- Opening Delimiter -
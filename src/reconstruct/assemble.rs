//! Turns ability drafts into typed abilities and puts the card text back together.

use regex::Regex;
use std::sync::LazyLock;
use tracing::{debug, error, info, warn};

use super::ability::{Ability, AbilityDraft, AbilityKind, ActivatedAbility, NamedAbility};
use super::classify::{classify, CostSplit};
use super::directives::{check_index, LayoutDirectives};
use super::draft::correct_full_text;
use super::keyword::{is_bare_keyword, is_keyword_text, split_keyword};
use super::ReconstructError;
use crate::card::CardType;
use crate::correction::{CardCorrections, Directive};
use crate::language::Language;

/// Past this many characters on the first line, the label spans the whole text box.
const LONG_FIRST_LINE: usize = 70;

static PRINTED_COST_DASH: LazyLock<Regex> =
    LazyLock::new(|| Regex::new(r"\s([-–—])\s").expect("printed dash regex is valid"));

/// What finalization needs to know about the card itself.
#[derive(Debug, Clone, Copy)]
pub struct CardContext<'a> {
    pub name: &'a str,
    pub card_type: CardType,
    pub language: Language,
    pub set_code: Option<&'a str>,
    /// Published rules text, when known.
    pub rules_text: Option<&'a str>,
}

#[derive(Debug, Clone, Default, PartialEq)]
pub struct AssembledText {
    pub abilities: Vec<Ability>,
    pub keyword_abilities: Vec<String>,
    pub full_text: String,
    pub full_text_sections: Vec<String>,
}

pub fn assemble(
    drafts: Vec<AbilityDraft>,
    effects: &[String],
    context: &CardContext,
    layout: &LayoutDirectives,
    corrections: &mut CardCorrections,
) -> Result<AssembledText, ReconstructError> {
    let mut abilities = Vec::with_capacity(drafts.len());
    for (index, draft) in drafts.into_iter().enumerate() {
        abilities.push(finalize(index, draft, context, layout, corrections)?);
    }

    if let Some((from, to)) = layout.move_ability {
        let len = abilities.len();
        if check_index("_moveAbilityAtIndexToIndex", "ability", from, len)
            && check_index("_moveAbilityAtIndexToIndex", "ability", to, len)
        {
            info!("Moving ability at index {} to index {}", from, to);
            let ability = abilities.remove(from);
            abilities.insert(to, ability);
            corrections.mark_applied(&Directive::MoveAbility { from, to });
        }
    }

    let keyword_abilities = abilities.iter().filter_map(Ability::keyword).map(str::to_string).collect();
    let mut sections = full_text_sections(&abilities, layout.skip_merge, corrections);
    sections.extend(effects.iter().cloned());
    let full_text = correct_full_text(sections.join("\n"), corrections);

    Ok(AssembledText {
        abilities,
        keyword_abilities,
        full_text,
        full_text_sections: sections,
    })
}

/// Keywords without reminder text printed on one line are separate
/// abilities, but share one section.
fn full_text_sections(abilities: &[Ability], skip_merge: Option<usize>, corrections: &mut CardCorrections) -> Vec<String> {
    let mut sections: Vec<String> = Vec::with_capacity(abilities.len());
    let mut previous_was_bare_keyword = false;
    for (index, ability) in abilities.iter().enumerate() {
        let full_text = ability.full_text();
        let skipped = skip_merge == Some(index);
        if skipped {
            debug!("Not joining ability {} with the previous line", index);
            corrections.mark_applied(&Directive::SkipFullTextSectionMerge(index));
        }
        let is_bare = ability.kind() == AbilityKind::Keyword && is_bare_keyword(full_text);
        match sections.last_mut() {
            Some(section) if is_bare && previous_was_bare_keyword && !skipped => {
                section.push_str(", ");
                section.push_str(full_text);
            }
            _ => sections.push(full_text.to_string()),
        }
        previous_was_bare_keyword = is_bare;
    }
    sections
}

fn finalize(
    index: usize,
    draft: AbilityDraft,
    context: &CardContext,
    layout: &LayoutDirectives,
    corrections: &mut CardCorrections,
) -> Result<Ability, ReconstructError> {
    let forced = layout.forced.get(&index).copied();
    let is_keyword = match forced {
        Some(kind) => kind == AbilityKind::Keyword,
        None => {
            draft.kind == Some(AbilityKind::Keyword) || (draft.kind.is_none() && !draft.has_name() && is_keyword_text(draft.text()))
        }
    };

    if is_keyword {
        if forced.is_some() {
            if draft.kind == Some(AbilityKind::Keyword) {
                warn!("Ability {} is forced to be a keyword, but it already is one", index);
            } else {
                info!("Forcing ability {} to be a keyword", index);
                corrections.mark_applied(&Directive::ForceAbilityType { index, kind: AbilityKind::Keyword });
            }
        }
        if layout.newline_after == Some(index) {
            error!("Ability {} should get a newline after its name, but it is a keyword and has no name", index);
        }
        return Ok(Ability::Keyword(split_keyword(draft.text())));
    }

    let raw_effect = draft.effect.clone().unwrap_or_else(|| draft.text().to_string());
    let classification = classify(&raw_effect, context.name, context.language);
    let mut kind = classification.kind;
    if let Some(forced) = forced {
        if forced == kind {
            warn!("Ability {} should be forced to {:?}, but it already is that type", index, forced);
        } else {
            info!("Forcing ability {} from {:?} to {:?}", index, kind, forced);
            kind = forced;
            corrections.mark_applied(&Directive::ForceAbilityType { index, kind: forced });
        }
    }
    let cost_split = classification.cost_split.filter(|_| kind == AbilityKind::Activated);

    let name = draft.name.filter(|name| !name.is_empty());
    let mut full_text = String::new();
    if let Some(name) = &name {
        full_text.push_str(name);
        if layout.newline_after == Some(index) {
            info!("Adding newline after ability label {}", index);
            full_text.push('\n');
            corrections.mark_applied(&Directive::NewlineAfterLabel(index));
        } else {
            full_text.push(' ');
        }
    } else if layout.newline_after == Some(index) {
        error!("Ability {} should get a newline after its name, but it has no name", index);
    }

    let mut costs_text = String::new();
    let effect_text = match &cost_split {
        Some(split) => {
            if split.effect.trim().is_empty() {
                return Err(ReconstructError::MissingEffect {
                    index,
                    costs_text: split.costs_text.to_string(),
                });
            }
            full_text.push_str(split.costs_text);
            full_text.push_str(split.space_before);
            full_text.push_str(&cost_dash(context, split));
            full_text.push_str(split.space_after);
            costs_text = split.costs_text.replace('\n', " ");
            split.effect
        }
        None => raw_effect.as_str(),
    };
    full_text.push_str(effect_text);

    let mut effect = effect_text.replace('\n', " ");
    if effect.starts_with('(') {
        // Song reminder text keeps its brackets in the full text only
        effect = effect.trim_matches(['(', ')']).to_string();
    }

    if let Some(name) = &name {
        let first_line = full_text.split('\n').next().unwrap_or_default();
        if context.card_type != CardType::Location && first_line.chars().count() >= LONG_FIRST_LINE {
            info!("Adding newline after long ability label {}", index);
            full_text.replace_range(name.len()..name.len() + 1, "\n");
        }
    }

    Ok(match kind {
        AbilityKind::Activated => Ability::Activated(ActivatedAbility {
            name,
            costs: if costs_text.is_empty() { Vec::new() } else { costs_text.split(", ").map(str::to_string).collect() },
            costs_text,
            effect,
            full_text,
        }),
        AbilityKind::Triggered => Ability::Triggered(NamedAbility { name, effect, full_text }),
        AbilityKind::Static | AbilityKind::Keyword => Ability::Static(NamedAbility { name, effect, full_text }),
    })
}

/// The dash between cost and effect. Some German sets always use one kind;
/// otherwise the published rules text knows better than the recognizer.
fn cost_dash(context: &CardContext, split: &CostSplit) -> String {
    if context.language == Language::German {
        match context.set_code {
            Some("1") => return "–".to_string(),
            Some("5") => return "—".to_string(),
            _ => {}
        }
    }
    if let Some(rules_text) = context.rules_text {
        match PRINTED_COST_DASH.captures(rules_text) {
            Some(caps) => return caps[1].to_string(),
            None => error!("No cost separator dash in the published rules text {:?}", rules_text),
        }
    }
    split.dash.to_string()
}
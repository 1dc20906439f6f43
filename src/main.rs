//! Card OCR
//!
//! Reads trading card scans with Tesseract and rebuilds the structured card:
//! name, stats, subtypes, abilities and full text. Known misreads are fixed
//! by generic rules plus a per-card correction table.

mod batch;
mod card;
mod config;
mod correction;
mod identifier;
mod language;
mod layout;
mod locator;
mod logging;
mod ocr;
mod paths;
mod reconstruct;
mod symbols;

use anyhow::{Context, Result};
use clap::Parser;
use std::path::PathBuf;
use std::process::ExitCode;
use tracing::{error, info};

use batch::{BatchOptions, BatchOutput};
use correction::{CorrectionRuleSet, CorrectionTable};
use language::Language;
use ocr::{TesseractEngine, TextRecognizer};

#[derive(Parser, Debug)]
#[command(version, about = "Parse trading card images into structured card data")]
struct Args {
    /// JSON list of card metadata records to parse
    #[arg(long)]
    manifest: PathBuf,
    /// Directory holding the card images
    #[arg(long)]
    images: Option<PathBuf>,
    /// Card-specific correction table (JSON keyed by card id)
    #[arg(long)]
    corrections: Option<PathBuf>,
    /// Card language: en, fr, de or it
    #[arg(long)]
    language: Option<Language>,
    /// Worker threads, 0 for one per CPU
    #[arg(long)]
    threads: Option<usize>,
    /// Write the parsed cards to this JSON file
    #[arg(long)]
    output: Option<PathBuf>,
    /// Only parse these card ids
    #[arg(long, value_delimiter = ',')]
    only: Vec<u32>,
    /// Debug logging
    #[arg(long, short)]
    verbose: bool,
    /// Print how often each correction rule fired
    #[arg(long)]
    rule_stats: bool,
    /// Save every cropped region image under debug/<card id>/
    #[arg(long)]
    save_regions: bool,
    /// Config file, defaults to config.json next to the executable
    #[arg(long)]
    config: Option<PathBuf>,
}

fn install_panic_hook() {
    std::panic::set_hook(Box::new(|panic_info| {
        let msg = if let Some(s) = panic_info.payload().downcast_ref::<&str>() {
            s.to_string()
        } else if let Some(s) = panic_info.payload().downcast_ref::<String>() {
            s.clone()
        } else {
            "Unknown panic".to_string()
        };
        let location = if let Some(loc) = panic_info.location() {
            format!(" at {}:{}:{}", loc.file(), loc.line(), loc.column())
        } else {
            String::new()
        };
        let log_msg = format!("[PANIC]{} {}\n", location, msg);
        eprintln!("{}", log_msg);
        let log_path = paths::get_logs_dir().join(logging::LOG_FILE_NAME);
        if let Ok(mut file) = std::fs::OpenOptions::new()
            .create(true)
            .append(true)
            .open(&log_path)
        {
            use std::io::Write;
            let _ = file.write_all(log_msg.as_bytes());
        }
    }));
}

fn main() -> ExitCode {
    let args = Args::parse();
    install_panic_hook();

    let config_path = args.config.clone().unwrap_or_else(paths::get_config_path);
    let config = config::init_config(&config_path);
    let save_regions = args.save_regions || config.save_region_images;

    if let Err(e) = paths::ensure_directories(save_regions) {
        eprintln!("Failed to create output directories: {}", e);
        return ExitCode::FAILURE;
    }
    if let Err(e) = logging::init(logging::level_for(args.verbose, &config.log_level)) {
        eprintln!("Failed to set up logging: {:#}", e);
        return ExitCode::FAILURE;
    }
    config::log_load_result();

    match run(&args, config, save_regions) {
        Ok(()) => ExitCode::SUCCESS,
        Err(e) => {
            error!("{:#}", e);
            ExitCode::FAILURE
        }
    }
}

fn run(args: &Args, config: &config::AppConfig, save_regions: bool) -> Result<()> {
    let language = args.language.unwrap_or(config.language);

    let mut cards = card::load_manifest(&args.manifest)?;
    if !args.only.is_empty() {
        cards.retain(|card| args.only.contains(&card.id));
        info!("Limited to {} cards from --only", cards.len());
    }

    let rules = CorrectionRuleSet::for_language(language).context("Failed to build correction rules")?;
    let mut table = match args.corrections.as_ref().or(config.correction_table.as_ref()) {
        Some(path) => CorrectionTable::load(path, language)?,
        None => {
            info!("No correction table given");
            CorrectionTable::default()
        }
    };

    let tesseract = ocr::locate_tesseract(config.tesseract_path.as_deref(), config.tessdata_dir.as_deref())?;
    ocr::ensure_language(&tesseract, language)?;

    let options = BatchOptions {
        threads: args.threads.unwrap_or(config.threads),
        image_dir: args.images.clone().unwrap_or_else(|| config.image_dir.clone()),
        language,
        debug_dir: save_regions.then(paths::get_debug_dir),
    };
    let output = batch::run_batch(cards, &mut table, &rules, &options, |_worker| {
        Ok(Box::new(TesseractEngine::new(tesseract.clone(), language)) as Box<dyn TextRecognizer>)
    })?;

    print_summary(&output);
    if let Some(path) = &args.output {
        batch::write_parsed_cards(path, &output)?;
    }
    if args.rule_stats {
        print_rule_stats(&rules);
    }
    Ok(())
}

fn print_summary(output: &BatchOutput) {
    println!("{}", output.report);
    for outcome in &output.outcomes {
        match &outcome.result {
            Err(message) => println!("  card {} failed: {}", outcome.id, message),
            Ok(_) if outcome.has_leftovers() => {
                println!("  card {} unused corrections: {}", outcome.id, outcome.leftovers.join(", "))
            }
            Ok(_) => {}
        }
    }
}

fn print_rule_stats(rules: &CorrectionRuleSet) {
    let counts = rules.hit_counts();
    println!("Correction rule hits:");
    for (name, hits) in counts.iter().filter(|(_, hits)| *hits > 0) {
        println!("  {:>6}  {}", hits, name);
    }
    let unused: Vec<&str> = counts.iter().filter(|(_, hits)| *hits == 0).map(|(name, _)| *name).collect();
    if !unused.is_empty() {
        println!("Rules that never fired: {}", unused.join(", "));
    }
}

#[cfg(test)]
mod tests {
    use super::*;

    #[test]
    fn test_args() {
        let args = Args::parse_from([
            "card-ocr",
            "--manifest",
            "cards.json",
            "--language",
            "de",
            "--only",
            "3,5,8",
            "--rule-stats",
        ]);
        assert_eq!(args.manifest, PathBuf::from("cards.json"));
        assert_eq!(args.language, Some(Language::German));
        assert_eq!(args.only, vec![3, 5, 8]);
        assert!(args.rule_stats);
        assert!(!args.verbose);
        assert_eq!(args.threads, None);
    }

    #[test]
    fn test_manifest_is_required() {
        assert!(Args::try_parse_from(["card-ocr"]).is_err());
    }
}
- Closing Delimiter -
> _INSTRUCTIONS FOR THE TASK_:
Extract every line above containing the word "CostSplit".

> _TASK OUTPUT_:
use super::classify::{classify, CostSplit};
fn cost_dash(context: &CardContext, split: &CostSplit) -> String {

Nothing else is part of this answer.